The COVID-19 pandemic is an unprecedented global event that for more than a year now has completed transformed nearly every aspect of our day-to-day lives.

For most of us, the pandemic is unlike anything we’ve ever experienced, with comparisons frequently made to the Spanish Influenza outbreak more than a century ago.

But in certain parts of the world, the potential danger presented by the coronavirus was identified and responded too far earlier than in others. And it wasn’t only government officials and decision-makers sharing these realizations, but average people, like you and me.

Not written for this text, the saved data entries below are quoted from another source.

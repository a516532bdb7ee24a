//! Input validation and normalization.
//!
//! Enum-like inputs (context types, project statuses) resolve in three
//! tiers: exact match → synonym lookup → error with suggestion.
//! Free-form inputs (tags, metadata, values) are checked against size
//! and character limits before they reach the store.

use crate::error::{Error, Result};
use crate::model::{ContextType, ProjectStatus};
use regex::Regex;
use serde_json::{Map, Value};
use std::collections::{HashMap, HashSet};
use std::sync::LazyLock;

pub const MAX_TAGS: usize = 50;
pub const MAX_TAG_LEN: usize = 100;
pub const MAX_METADATA_KEYS: usize = 100;
pub const MAX_METADATA_BYTES: usize = 10 * 1024;
pub const MAX_VALUE_BYTES: usize = 1024 * 1024;
pub const MAX_KEY_LEN: usize = 255;
pub const MAX_NAME_LEN: usize = 255;
pub const MAX_SEARCH_TEXT_BYTES: usize = 10_000;
pub const MAX_TENANT_ID_LEN: usize = 64;

static TAG_PATTERN: LazyLock<Regex> =
    LazyLock::new(|| Regex::new(r"^[\w\-.\s]+$").expect("static tag pattern"));

static TENANT_ID_PATTERN: LazyLock<Regex> =
    LazyLock::new(|| Regex::new(r"^[A-Za-z0-9_-]+$").expect("static tenant pattern"));

// ── Valid value sets (O(1) lookups) ──────────────────────────

pub static VALID_TYPES: LazyLock<HashSet<&str>> =
    LazyLock::new(|| ContextType::ALL.iter().map(ContextType::as_str).collect());

pub static VALID_STATUSES: LazyLock<HashSet<&str>> = LazyLock::new(|| {
    ["active", "paused", "completed", "archived"]
        .into_iter()
        .collect()
});

// ── Synonym maps ─────────────────────────────────────────────

pub static TYPE_SYNONYMS: LazyLock<HashMap<&str, &str>> = LazyLock::new(|| {
    [
        ("adr", "decision"),
        ("choice", "decision"),
        ("snippet", "code"),
        ("convention", "standard"),
        ("guideline", "standard"),
        ("progress", "status"),
        ("task", "todo"),
        ("bug", "issue"),
        ("problem", "issue"),
        ("doc", "reference"),
        ("link", "reference"),
        ("settings", "config"),
        ("comment", "note"),
    ]
    .into_iter()
    .collect()
});

pub static STATUS_SYNONYMS: LazyLock<HashMap<&str, &str>> = LazyLock::new(|| {
    [
        ("open", "active"),
        ("wip", "active"),
        ("in_progress", "active"),
        ("hold", "paused"),
        ("on_hold", "paused"),
        ("blocked", "paused"),
        ("done", "completed"),
        ("complete", "completed"),
        ("finished", "completed"),
        ("closed", "completed"),
        ("archive", "archived"),
    ]
    .into_iter()
    .collect()
});

/// Normalize a context type via exact match or synonym lookup.
///
/// # Errors
///
/// Returns `Error::Validation` naming the closest valid type, if any.
pub fn normalize_context_type(input: &str) -> Result<ContextType> {
    let canonical = normalize(input, &VALID_TYPES, &TYPE_SYNONYMS)
        .map_err(|suggestion| invalid("type", input, suggestion))?;
    Ok(ContextType::from_str(&canonical))
}

/// Normalize a project status via exact match or synonym lookup.
///
/// # Errors
///
/// Returns `Error::Validation` naming the closest valid status, if any.
pub fn normalize_project_status(input: &str) -> Result<ProjectStatus> {
    let canonical = normalize(input, &VALID_STATUSES, &STATUS_SYNONYMS)
        .map_err(|suggestion| invalid("status", input, suggestion))?;
    Ok(ProjectStatus::from_str(&canonical))
}

fn normalize(
    input: &str,
    valid: &HashSet<&str>,
    synonyms: &HashMap<&str, &str>,
) -> std::result::Result<String, Option<String>> {
    let lower = input.trim().to_lowercase();

    if valid.contains(lower.as_str()) {
        return Ok(lower);
    }

    if let Some(&canonical) = synonyms.get(lower.as_str()) {
        return Ok(canonical.to_string());
    }

    Err(find_closest_match(&lower, valid, synonyms))
}

fn invalid(field: &str, input: &str, suggestion: Option<String>) -> Error {
    match suggestion {
        Some(s) => Error::Validation(format!("invalid {field} '{input}' (did you mean '{s}'?)")),
        None => Error::Validation(format!("invalid {field} '{input}'")),
    }
}

/// Find the closest matching value across valid set and synonyms.
fn find_closest_match(
    input: &str,
    valid: &HashSet<&str>,
    synonyms: &HashMap<&str, &str>,
) -> Option<String> {
    let mut best: Option<(&str, usize)> = None;

    for &v in valid.iter().chain(synonyms.keys()) {
        let dist = levenshtein_distance(input, v);
        if dist <= 3 && best.is_none_or(|(_, d)| dist < d) {
            let target = synonyms.get(v).copied().unwrap_or(v);
            best = Some((target, dist));
        }
    }

    best.map(|(v, _)| v.to_string())
}

/// Compute the Levenshtein edit distance between two strings.
pub fn levenshtein_distance(a: &str, b: &str) -> usize {
    let a: Vec<char> = a.chars().collect();
    let b: Vec<char> = b.chars().collect();

    if a.is_empty() {
        return b.len();
    }
    if b.is_empty() {
        return a.len();
    }

    let mut prev: Vec<usize> = (0..=b.len()).collect();
    let mut curr = vec![0; b.len() + 1];

    for i in 1..=a.len() {
        curr[0] = i;
        for j in 1..=b.len() {
            let cost = usize::from(a[i - 1] != b[j - 1]);
            curr[j] = (prev[j] + 1)
                .min(curr[j - 1] + 1)
                .min(prev[j - 1] + cost);
        }
        std::mem::swap(&mut prev, &mut curr);
    }

    prev[b.len()]
}

// ── Free-form input ──────────────────────────────────────────

/// Reject empty (or whitespace-only) required fields.
///
/// # Errors
///
/// Returns `Error::RequiredField` when the value is blank.
pub fn require(field: &'static str, value: &str) -> Result<()> {
    if value.trim().is_empty() {
        return Err(Error::RequiredField(field));
    }
    Ok(())
}

/// Check a string field's length in characters.
///
/// # Errors
///
/// Returns `Error::Validation` when `value` exceeds `max` characters.
pub fn check_len(field: &str, value: &str, max: usize) -> Result<()> {
    if value.chars().count() > max {
        return Err(Error::Validation(format!(
            "{field} exceeds {max} characters"
        )));
    }
    Ok(())
}

/// Validate and deduplicate a tag list, preserving first-seen order.
///
/// # Errors
///
/// Returns `Error::Validation` for too many tags, overlong tags, or
/// tags with characters outside `[\w\-.\s]`.
pub fn validate_tags(tags: &[String]) -> Result<Vec<String>> {
    if tags.len() > MAX_TAGS {
        return Err(Error::Validation(format!(
            "too many tags: {} (max {MAX_TAGS})",
            tags.len()
        )));
    }

    let mut seen = HashSet::new();
    let mut out = Vec::with_capacity(tags.len());
    for tag in tags {
        let tag = tag.trim();
        if tag.is_empty() {
            continue;
        }
        if tag.chars().count() > MAX_TAG_LEN {
            return Err(Error::Validation(format!(
                "tag exceeds {MAX_TAG_LEN} characters: '{}...'",
                tag.chars().take(20).collect::<String>()
            )));
        }
        if !TAG_PATTERN.is_match(tag) {
            return Err(Error::Validation(format!(
                "tag contains invalid characters: '{tag}'"
            )));
        }
        if seen.insert(tag.to_string()) {
            out.push(tag.to_string());
        }
    }
    Ok(out)
}

/// Validate metadata key count and serialized size.
///
/// # Errors
///
/// Returns `Error::Validation` when either cap is exceeded.
pub fn validate_metadata(metadata: &Map<String, Value>) -> Result<String> {
    if metadata.len() > MAX_METADATA_KEYS {
        return Err(Error::Validation(format!(
            "metadata has {} keys (max {MAX_METADATA_KEYS})",
            metadata.len()
        )));
    }
    let serialized = serde_json::to_string(metadata)?;
    if serialized.len() > MAX_METADATA_BYTES {
        return Err(Error::Validation(format!(
            "metadata is {} bytes serialized (max {MAX_METADATA_BYTES})",
            serialized.len()
        )));
    }
    Ok(serialized)
}

/// Validate a context value's size.
///
/// # Errors
///
/// Returns `Error::Validation` when the value exceeds `MAX_VALUE_BYTES`.
pub fn validate_value(value: &str) -> Result<()> {
    if value.len() > MAX_VALUE_BYTES {
        return Err(Error::Validation(format!(
            "value is {} bytes (max {MAX_VALUE_BYTES})",
            value.len()
        )));
    }
    Ok(())
}

/// Validate a tenant id for use as a single path segment.
///
/// # Errors
///
/// Returns `Error::Validation` for empty, overlong, or non `[A-Za-z0-9_-]` ids.
pub fn validate_tenant_id(tenant_id: &str) -> Result<()> {
    if tenant_id.is_empty() || tenant_id.len() > MAX_TENANT_ID_LEN {
        return Err(Error::Validation(format!(
            "tenant id must be 1-{MAX_TENANT_ID_LEN} characters"
        )));
    }
    if !TENANT_ID_PATTERN.is_match(tenant_id) {
        return Err(Error::Validation(format!(
            "tenant id contains invalid characters: '{tenant_id}'"
        )));
    }
    Ok(())
}

// ── Search helpers ───────────────────────────────────────────

/// Turn user text into an FTS5 MATCH expression.
///
/// Every whitespace-separated term is quoted, so operators (`OR`, `NOT`,
/// `AND`) and special characters (`-`, `:`, `*`, `"`) match literally.
/// Terms are implicitly AND-ed.
#[must_use]
pub fn fts_query(input: &str) -> String {
    input
        .split_whitespace()
        .map(|term| format!("\"{}\"", term.replace('"', "\"\"")))
        .collect::<Vec<_>>()
        .join(" ")
}

/// Truncate to at most `max` bytes without splitting a character.
#[must_use]
pub fn truncate_on_char_boundary(s: &str, max: usize) -> &str {
    if s.len() <= max {
        return s;
    }
    let mut end = max;
    while !s.is_char_boundary(end) {
        end -= 1;
    }
    &s[..end]
}

/// Parse a `since` filter into Unix milliseconds.
///
/// Accepts raw milliseconds, RFC 3339 timestamps, or relative offsets
/// such as `-7d`, `-12h`, `-30m`.
///
/// # Errors
///
/// Returns `Error::Validation` for anything else.
pub fn parse_since(input: &str, now_ms: i64) -> Result<i64> {
    let s = input.trim();

    if let Ok(ms) = s.parse::<i64>() {
        return Ok(ms);
    }

    if let Some(rel) = s.strip_prefix('-') {
        if let Some(ms) = relative_offset(rel, now_ms) {
            return Ok(ms);
        }
    }

    chrono::DateTime::parse_from_rfc3339(s)
        .map(|dt| dt.timestamp_millis())
        .map_err(|_| Error::Validation(format!("invalid since filter: '{input}'")))
}

/// `now_ms` minus `<n>{d,h,m}`, or `None` if malformed or out of range.
fn relative_offset(rel: &str, now_ms: i64) -> Option<i64> {
    let (split, unit) = rel.char_indices().last()?;
    let amount = rel[..split].parse::<i64>().ok()?;
    let delta = match unit {
        'd' => chrono::TimeDelta::try_days(amount)?,
        'h' => chrono::TimeDelta::try_hours(amount)?,
        'm' => chrono::TimeDelta::try_minutes(amount)?,
        _ => return None,
    };
    now_ms.checked_sub(delta.num_milliseconds())
}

My guest for today’s episode is Hong Ru, professor with Nanyang Technological University.  Along with his fellow study authors, Hong identified a shared experience that enabled certain countries to recognize and respond to the significant danger of the coronavirus threat earlier than others.

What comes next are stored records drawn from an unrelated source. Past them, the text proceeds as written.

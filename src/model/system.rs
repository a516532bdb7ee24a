//! Physical host registry.

use serde::{Deserialize, Serialize};
use serde_json::{Map, Value};

/// A registered host. At most one row is current.
#[derive(Debug, Clone, Serialize, Deserialize)]
pub struct System {
    pub id: i64,
    pub hostname: String,
    pub name: Option<String>,
    pub platform: Option<String>,
    pub is_current: bool,
    pub metadata: Map<String, Value>,
    pub created_at: i64,
    pub last_seen: i64,
}

/// Registration request for `register_system`.
#[derive(Debug, Clone, Default, Serialize, Deserialize)]
#[serde(default)]
pub struct SystemInput {
    pub hostname: String,
    pub name: Option<String>,
    pub platform: Option<String>,
    pub metadata: Option<Map<String, Value>>,
    /// Make this the current system, clearing the previous one
    pub set_current: bool,
}

impl SystemInput {
    pub fn new(hostname: impl Into<String>) -> Self {
        Self {
            hostname: hostname.into(),
            ..Self::default()
        }
    }

    #[must_use]
    pub fn current(mut self) -> Self {
        self.set_current = true;
        self
    }
}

This study, “Combatting the COVID-19 Pandemic: The Role of the SARS Imprint,” which will be published later this year in the INFORMS journal Management Science, investigates how previous experience with the 2003 SARS outbreak led to a quicker response to the COVID-19 pandemic.

People often have this behavior bias to tend to pay less attention or even neglect the risks for certain things they have never experienced before. And as many experts say these days, we’re going to have another pandemic or epidemic in the future (hopefully not). Or for some other issues such as climate change, or even for this pandemic, we are not completely out of the woods yet.

Interviewed this episode:

Hong Ru

Nanyang Technological University

Dr. Hong Ru joined Nanyang Business School in NTU as an Assistant Professor of Banking & Finance division in 2015. His research interests include financial intermediary, Chinese economy, corporate finance, and household finance. Dr. Ru’s researches have been published at top academic journals including Journal of Finance, Journal of Financial Economics, Journal of Financial and Quantitative Analysis, Review of Finance, and Management Science. Dr. Ru also presented his researches at many conferences including AFA, EFA, NBER, SFS Cavalcade, and received best paper awards and research excellence award multiple times. His researches have been widely covered by media, such as INFORMS Resoundingly Human, Wall Street Journal, Washington Post, Strait Times, China Daily, NBER Digest, and ABFER Digest. Dr. Ru is also the research director of the Centre of Excellence International Trading (CEIT) in NTU and was the research director of the Centre for RMB Internalisation Studies (CRIS) in NTU. Dr. Ru received his Ph.D. in finance from the MIT Sloan School of Management in 2015.